Work instructions. In the entries that follow, find the line containing "effective at the", then output exactly every line from the first through that one.

Data section.
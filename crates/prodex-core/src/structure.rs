//! Product component structure
//!
//! A tree rooted at one product component. Each node's children are the
//! targets of the links in the component's generation effective at the
//! working date. A component may appear in several branches, but a branch
//! that leads back to one of its own ancestors is a cycle and aborts the
//! build.

use std::collections::BTreeMap;

use chrono::NaiveDate;

use crate::errors::{ProdexError, PxError, Result};
use crate::model::ProductComponent;
use crate::ops::ModelStore;
use crate::{log_op_end, log_op_error, log_op_start};

/// Where structure building loads components from
pub trait ComponentSource {
    /// Load a component by name; `Ok(None)` when it does not exist
    ///
    /// # Errors
    ///
    /// Returns an error only if the source itself fails.
    fn load_component(&self, name: &str) -> std::result::Result<Option<ProductComponent>, PxError>;
}

impl ComponentSource for ModelStore {
    fn load_component(&self, name: &str) -> std::result::Result<Option<ProductComponent>, PxError> {
        Ok(self.components.get(name).cloned())
    }
}

#[derive(Debug, Clone, Copy, PartialEq, Eq, Hash, PartialOrd, Ord)]
pub struct NodeId(usize);

impl NodeId {
    pub fn index(self) -> usize {
        self.0
    }
}

#[derive(Debug, Clone)]
pub struct StructureNode {
    /// Name of the wrapped product component
    pub component: String,
    /// Association of the link that led here; `None` for the root
    pub association: Option<String>,
    pub parent: Option<NodeId>,
    pub children: Vec<NodeId>,
    pub depth: usize,
}

#[derive(Debug, Clone)]
pub struct ProductStructure {
    nodes: Vec<StructureNode>,
    components: BTreeMap<String, ProductComponent>,
    working_date: NaiveDate,
}

impl ProductStructure {
    /// Build the structure below `root` as of `working_date`
    ///
    /// # Errors
    ///
    /// - `ComponentNotFound` if `root` does not exist
    /// - `StructureCycle` if a path returns to one of its ancestors
    /// - any error raised by the source, unchanged
    pub fn build(
        source: &dyn ComponentSource,
        root: &str,
        working_date: NaiveDate,
    ) -> std::result::Result<Self, PxError> {
        log_op_start!("build_structure", component_name = root);
        let start = std::time::Instant::now();

        let structure = Self::build_impl(source, root, working_date).map_err(|e| {
            log_op_error!(
                "build_structure",
                e.clone(),
                duration_ms = start.elapsed().as_millis() as u64
            );
            e
        })?;

        log_op_end!(
            "build_structure",
            duration_ms = start.elapsed().as_millis() as u64,
            component_name = root,
            node_count = structure.len()
        );
        Ok(structure)
    }

    fn build_impl(
        source: &dyn ComponentSource,
        root: &str,
        working_date: NaiveDate,
    ) -> std::result::Result<Self, PxError> {
        let component = source
            .load_component(root)?
            .ok_or_else(|| ProdexError::ComponentNotFound {
                component_name: root.to_string(),
            })?;

        let mut structure = Self {
            nodes: Vec::new(),
            components: BTreeMap::new(),
            working_date,
        };
        structure.components.insert(root.to_string(), component);
        let root_id = structure.push_node(root.to_string(), None, None);

        let mut path = vec![root.to_string()];
        structure.expand(source, root_id, &mut path)?;
        Ok(structure)
    }

    fn push_node(
        &mut self,
        component: String,
        association: Option<String>,
        parent: Option<NodeId>,
    ) -> NodeId {
        let id = NodeId(self.nodes.len());
        let depth = parent.map_or(0, |p| self.nodes[p.0].depth + 1);
        self.nodes.push(StructureNode {
            component,
            association,
            parent,
            children: Vec::new(),
            depth,
        });
        if let Some(p) = parent {
            self.nodes[p.0].children.push(id);
        }
        id
    }

    fn expand(
        &mut self,
        source: &dyn ComponentSource,
        id: NodeId,
        path: &mut Vec<String>,
    ) -> std::result::Result<(), PxError> {
        let name = &self.nodes[id.0].component;
        let links = self
            .components
            .get(name)
            .and_then(|c| c.generation_effective_on(self.working_date))
            .map(|g| g.links.clone())
            .unwrap_or_default();

        for link in links {
            if path.contains(&link.target) {
                let mut cycle = path.clone();
                cycle.push(link.target);
                return Err(ProdexError::StructureCycle { path: cycle }.into());
            }

            if !self.components.contains_key(&link.target) {
                match source.load_component(&link.target)? {
                    Some(target) => {
                        self.components.insert(link.target.clone(), target);
                    }
                    None => {
                        tracing::warn!(
                            component_name = %path.join(" -> "),
                            target = %link.target,
                            association = %link.association,
                            "link target not found, skipping"
                        );
                        continue;
                    }
                }
            }

            let child = self.push_node(link.target.clone(), Some(link.association), Some(id));
            path.push(link.target);
            self.expand(source, child, path)?;
            path.pop();
        }
        Ok(())
    }

    pub fn root(&self) -> NodeId {
        NodeId(0)
    }

    pub fn working_date(&self) -> NaiveDate {
        self.working_date
    }

    /// # Errors
    ///
    /// Returns `NodeNotFound` if `id` is not a node of this structure.
    pub fn node(&self, id: NodeId) -> Result<&StructureNode> {
        self.nodes
            .get(id.0)
            .ok_or(ProdexError::NodeNotFound { node_id: id.0 })
    }

    /// # Errors
    ///
    /// Returns `NodeNotFound` if `id` is not a node of this structure.
    pub fn children(&self, id: NodeId) -> Result<&[NodeId]> {
        Ok(&self.node(id)?.children)
    }

    /// # Errors
    ///
    /// Returns `NodeNotFound` if `id` is not a node of this structure.
    pub fn parent(&self, id: NodeId) -> Result<Option<NodeId>> {
        Ok(self.node(id)?.parent)
    }

    /// Node ids from the root down to `id`
    ///
    /// # Errors
    ///
    /// Returns `NodeNotFound` if `id` is not a node of this structure.
    pub fn path_to(&self, id: NodeId) -> Result<Vec<NodeId>> {
        let mut path = vec![id];
        let mut current = self.node(id)?;
        while let Some(parent) = current.parent {
            path.push(parent);
            current = self.node(parent)?;
        }
        path.reverse();
        Ok(path)
    }

    /// The product component wrapped by a node
    ///
    /// # Errors
    ///
    /// Returns `NodeNotFound` for a foreign id, `ComponentNotFound` if the
    /// node has no backing component.
    pub fn component_of(&self, id: NodeId) -> Result<&ProductComponent> {
        let name = &self.node(id)?.component;
        self.component(name)
            .ok_or_else(|| ProdexError::ComponentNotFound {
                component_name: name.clone(),
            })
    }

    /// A component loaded into this structure
    pub fn component(&self, name: &str) -> Option<&ProductComponent> {
        self.components.get(name)
    }

    /// Nodes in pre-order
    pub fn iter(&self) -> impl Iterator<Item = (NodeId, &StructureNode)> {
        self.nodes.iter().enumerate().map(|(i, n)| (NodeId(i), n))
    }

    /// All nodes wrapping the given component, in pre-order
    pub fn nodes_for_component(&self, name: &str) -> Vec<NodeId> {
        self.iter()
            .filter(|(_, n)| n.component == name)
            .map(|(id, _)| id)
            .collect()
    }

    pub fn len(&self) -> usize {
        self.nodes.len()
    }

    pub fn is_empty(&self) -> bool {
        self.nodes.is_empty()
    }
}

Written response.
filename crates/prodex-core/src/structure.rs
//! Product component structure
//!
//! A tree rooted at one product component. Each node's children are the
//! targets of the links in the component's generation effective at the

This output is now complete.